In Matthew 21, Jesus is in the Temple. He sees the tables of the money changers, and he loses it. He overturns tables, and he tells the people that they have completely missed the point of what the Temple is to be about. And into this mix, Jesus begins to heal people, and children are crying out to him, “Hosanna to the Son of David!” Hosanna – save us.

Save us, Jesus.

The chief priests and the scribes are infuriated. They see what Jesus has done, and they hear what the children are calling out, and they ask Jesus if he even hears what the kids are saying. Jesus responds that he hears them, and that they were showing the truth of Scripture that says praise will come from the mouths of children and tiny babies.

For the longest time I thought God had prepared praise from the mouths of children because society thought children were unimportant. It was yet another grand role reversal of the Gospel; those counted among the least would be made the greatest. And, I think it is that too. But, as I’ve reflected on the negativity, the criticism, the holier-than-thou attitude that has become so easy to have, I wonder if it is more than a grand role reversal.

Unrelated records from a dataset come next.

//! The persisted customer record.

use crate::{RecordError, RecordResult};
use curd_core::{Address, Customer, CustomerDetails, CustomerId, Email, Name, Phone, Tag};
use serde::{Deserialize, Serialize};
use std::collections::BTreeSet;

/// Flat form of a [`Customer`].
#[derive(Debug, Clone, PartialEq, Eq, Serialize, Deserialize)]
pub struct CustomerRecord {
    /// Identifier.
    pub id: u64,
    /// Display name.
    pub name: String,
    /// Phone number.
    pub phone: String,
    /// Email address.
    pub email: String,
    /// Postal address.
    pub address: String,
    /// Free-text tags.
    #[serde(default)]
    pub tags: Vec<String>,
}

impl From<&Customer> for CustomerRecord {
    fn from(customer: &Customer) -> Self {
        Self {
            id: customer.id().get(),
            name: customer.name().as_str().to_string(),
            phone: customer.phone().as_str().to_string(),
            email: customer.email().as_str().to_string(),
            address: customer.address().as_str().to_string(),
            tags: customer.tags().iter().map(|t| t.as_str().to_string()).collect(),
        }
    }
}

impl CustomerRecord {
    /// Validates the record and converts it into a [`Customer`].
    pub fn try_into_customer(self) -> RecordResult<Customer> {
        if self.id == 0 {
            return Err(RecordError::invalid_field(
                "customer",
                "id",
                "must be positive",
            ));
        }
        let mut tags = BTreeSet::new();
        for tag in &self.tags {
            tags.insert(Tag::parse(tag)?);
        }
        Ok(Customer::new(
            CustomerId::new(self.id),
            CustomerDetails {
                name: Name::parse(&self.name)?,
                phone: Phone::parse(&self.phone)?,
                email: Email::parse(&self.email)?,
                address: Address::parse(&self.address)?,
                tags,
            },
        ))
    }
}

#[cfg(test)]
mod tests {
    use super::*;

    fn record() -> CustomerRecord {
        CustomerRecord {
            id: 1,
            name: "Amy Bee".to_string(),
            phone: "94351253".to_string(),
            email: "amy@example.com".to_string(),
            address: "Blk 30 Geylang Street".to_string(),
            tags: vec!["regular".to_string()],
        }
    }

    #[test]
    fn valid_record_converts() {
        let customer = record().try_into_customer().unwrap();
        assert_eq!(customer.id().get(), 1);
        assert_eq!(customer.name().as_str(), "Amy Bee");
        assert_eq!(customer.tags().len(), 1);
    }

    #[test]
    fn zero_id_is_rejected() {
        let mut bad = record();
        bad.id = 0;
        assert!(bad.try_into_customer().is_err());
    }

    #[test]
    fn malformed_fields_are_rejected() {
        let mut bad = record();
        bad.phone = "12".to_string();
        assert!(bad.try_into_customer().is_err());

        let mut bad = record();
        bad.email = "not-an-email".to_string();
        assert!(bad.try_into_customer().is_err());

        let mut bad = record();
        bad.tags = vec!["two words".to_string()];
        assert!(bad.try_into_customer().is_err());
    }

    #[test]
    fn missing_tags_default_to_empty() {
        let json = r#"{"id":2,"name":"Bob Choo","phone":"98765432",
                       "email":"bob@example.com","address":"Blk 123"}"#;
        let record: CustomerRecord = serde_json::from_str(json).unwrap();
        assert!(record.try_into_customer().unwrap().tags().is_empty());
    }

    #[test]
    fn missing_required_field_fails_at_the_schema() {
        let json = r#"{"id":2,"name":"Bob Choo"}"#;
        assert!(serde_json::from_str::<CustomerRecord>(json).is_err());
    }
}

I wonder if the truth comes from the lips of children because they haven’t yet been conditioned to see everything that’s wrong with the world.

I wonder if praise and joy come from the mouths of our babies because their statements of truth aren’t laden with judgment. They say it because they see it. It’s an observation. It is reality.

I have been wondering if the reason children were the ones calling out to Jesus in the Temple was because they hadn’t yet learned to scrutinize every religious movement of every single person. They could look at Jesus, see how he healed people, hear how he talked, and see who he was. It was obvious.

When we start with what’s wrong – from a place of judgment – we’re going to miss the beauty of what’s in front of us.

When we start with what’s wrong we miss out on what’s right.

When we start with what’s wrong we can sit back in our easy chairs and think we’ve done our part, when the only thing we’ve truly done is kept any good from being done at all.

I say this to myself as much as to anyone else. And I fully recognize the irony of talking about what’s wrong about starting with what’s wrong. We can’t leave it here. We can’t leave it at talking negatively about something. We’ve got to be the change we want to see in the world, to paraphrase something profoundly true that Gandhi once said. If we see something and we say something, we need to be prepared to do something.

Because when we join our voices with the little children, we will do so as people who tell the truth for the sake of the truth. We will add our voices to the chorus because we love the song. We will cry out in our homes, our streets, our schools, our workplaces, “Hosanna – save us!” because we know how deeply we need to be saved.

We will speak because we love, and not because we want to judge.

And, though it may seem a small thing, speaking out of love will lead us to action. And that will make all the difference.